La mirada externa sobre la dictadura

El periodista Daniel Gutman revela cómo era la visión que tenían los gobiernos y la prensa extranjera sobre la Junta Militar.

En la actualidad existe un consenso general sobre lo que ocurrió en la última dictadura militar, sobre todo con las graves violaciones a los derechos humanos que efectuó el terrorismo de Estado. Sin embargo, la opinión pública argentina era muy distinta hasta incluso después de 1983, principalmente debido al aparato propagandístico de la Junta Militar. Pero ello no logró evitar que la realidad sea conocida por el resto de los países, especialmente Estados Unidos y los gobiernos de Europa, gracias a las informaciones de sus embajadas en Buenos Aires o los reportes de los exiliados argentinos.

Somos derechos y humanos libro

Somos derechos y humanos (Sudamericana), del periodista Daniel Gutman, quien eligió la polémica frase que se utilizó en 1979 para el título del libro, narra las visiones y los hechos ocurridos durante la dictadura encabezada por el general Jorge Rafael Videla a través de los cables desclasificados que la embajada estadounidense en Argentina enviaba a la Casa Blanca y los diferentes reportes de los medios de comunicación extranjero.
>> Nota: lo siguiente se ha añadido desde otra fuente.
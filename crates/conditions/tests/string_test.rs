//! Integration tests for string conditions.

use conditions::prelude::*;
use pretty_assertions::assert_eq;
use rstest::rstest;

const TURKIC: StringComparison = StringComparison::IgnoreCase(CaseLocale::Turkic);
const INVARIANT: StringComparison = StringComparison::IgnoreCase(CaseLocale::Invariant);

#[test]
fn ends_with_failure_message() {
    let err = requires("test", "a")
        .ends_with("test me", StringComparison::Ordinal)
        .unwrap_err();
    assert!(matches!(err, ConditionError::InvalidArgument(_)));
    assert_eq!(err.to_string(), "a should end with 'test me'. (parameter 'a')");
}

#[test]
fn turkish_i_depends_on_locale() {
    assert!(requires("hello and hi", "a").ends_with("Hİ", TURKIC).is_ok());
    assert!(requires("hello and hi", "a").ends_with("Hİ", INVARIANT).is_err());
    assert!(requires("hello and hi", "a").ends_with("HI", INVARIANT).is_ok());
    assert!(requires("hello and hi", "a").ends_with("HI", TURKIC).is_err());
}

#[rstest]
#[case::ordinal(StringComparison::Ordinal, false)]
#[case::ascii(StringComparison::AsciiIgnoreCase, true)]
#[case::invariant(INVARIANT, true)]
fn contains_respects_policy(#[case] cmp: StringComparison, #[case] passes: bool) {
    assert_eq!(requires("Release Notes", "a").contains("notes", cmp).is_ok(), passes);
    assert_eq!(requires("Release Notes", "a").does_not_contain("notes", cmp).is_ok(), !passes);
}

#[rstest]
#[case(None, false)]
#[case(Some(""), false)]
#[case(Some("  "), true)]
#[case(Some("x"), true)]
fn not_null_or_empty(#[case] value: Option<&str>, #[case] passes: bool) {
    assert_eq!(requires(value, "a").is_not_null_or_empty().is_ok(), passes);
    assert_eq!(requires(value, "a").is_null_or_empty().is_ok(), !passes);
}

#[test]
fn null_string_failures_are_argument_null() {
    let err = requires(None::<String>, "name")
        .starts_with("a", StringComparison::Ordinal)
        .unwrap_err();
    assert!(matches!(err, ConditionError::ArgumentNull(_)));

    let err = requires(None::<String>, "name").is_longer_than(0).unwrap_err();
    assert!(matches!(err, ConditionError::ArgumentNull(_)));
    assert_eq!(
        err.message(),
        "name should be longer than 0 characters. The actual length is 0."
    );
}

#[test]
fn chain_over_owned_string() {
    let name = requires(String::from("ada lovelace"), "name")
        .is_not_null_or_whitespace()
        .and_then(|v| v.is_shorter_or_equal(64))
        .and_then(|v| v.starts_with("ADA", StringComparison::AsciiIgnoreCase))
        .map(Validator::into_value);
    assert_eq!(name.as_deref(), Ok("ada lovelace"));
}

#[test]
fn postcondition_string_check() {
    let err = ensures("", "greeting").is_not_empty().unwrap_err();
    assert_eq!(
        err.to_string(),
        "Postcondition 'greeting should not be empty.' failed."
    );
}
También incluye las actitudes y respuestas por parte de los militares y los colaboradores civiles frente a lo que titularon la "campaña antiargentina".

De todos modos, este libro es mucho más que un montón de recopilaciones provenientes del exterior. Demuestra cómo las embajadas extranjeras con asiento en Buenos Aires, especialmente la de Estados Unidos, conocían desde muy temprano la ola de desapariciones y asesinatos cometidos por las fuerzas de seguridad gubernamentales, y en muchos casos derivaban en reclamos por parte de las sedes diplomáticas cuando habían casos donde estaban involucrados ciudadanos foráneos o argentinos que interesaban a los gobiernos.

Particularmente hace hincapié en los vínculos cambiantes que el gobierno estadounidense mantenía con la Junta Militar y las internas que ello provocaba en la Casa Blanca y el Capitolio, como así en la misma embajada, tanto en la presidencia del republicano Henry Kissinger como en la del demócrata Jimmy Carter.

Además muestra las feroces críticas que el gobierno militar argentino recibía por parte de los medios de comunicación estadounidenses y europeos occidentales, quienes eran los únicos que publicaban informaciones sobre las violaciones a los derechos humanos en la Argentina (al igual que el Buenos Aires Herald, a nivel local), contribuyendo a su vez en la divulgación de las actividades que organizaban las instituciones de exiliados argentinos y sus aliados internacionales para dar a conocer el terrorismo de Estado. Esto era contrarrestado en nuestro país por la Junta Militar, que sin ningún tapujo llamó a estas acciones una "campaña antiargentina".

Con un orden cronológico preciso, Gutman permite contar una historia desde una óptica que entrelaza la clásica crónica periodística con el ritmo narrativo novelezco que aporta emoción e intriga al relato, logrando que el lector se sumerga en una realidad poco conocida por nuestra sociedad desde el ámbito literario sin perder el sentido informativo.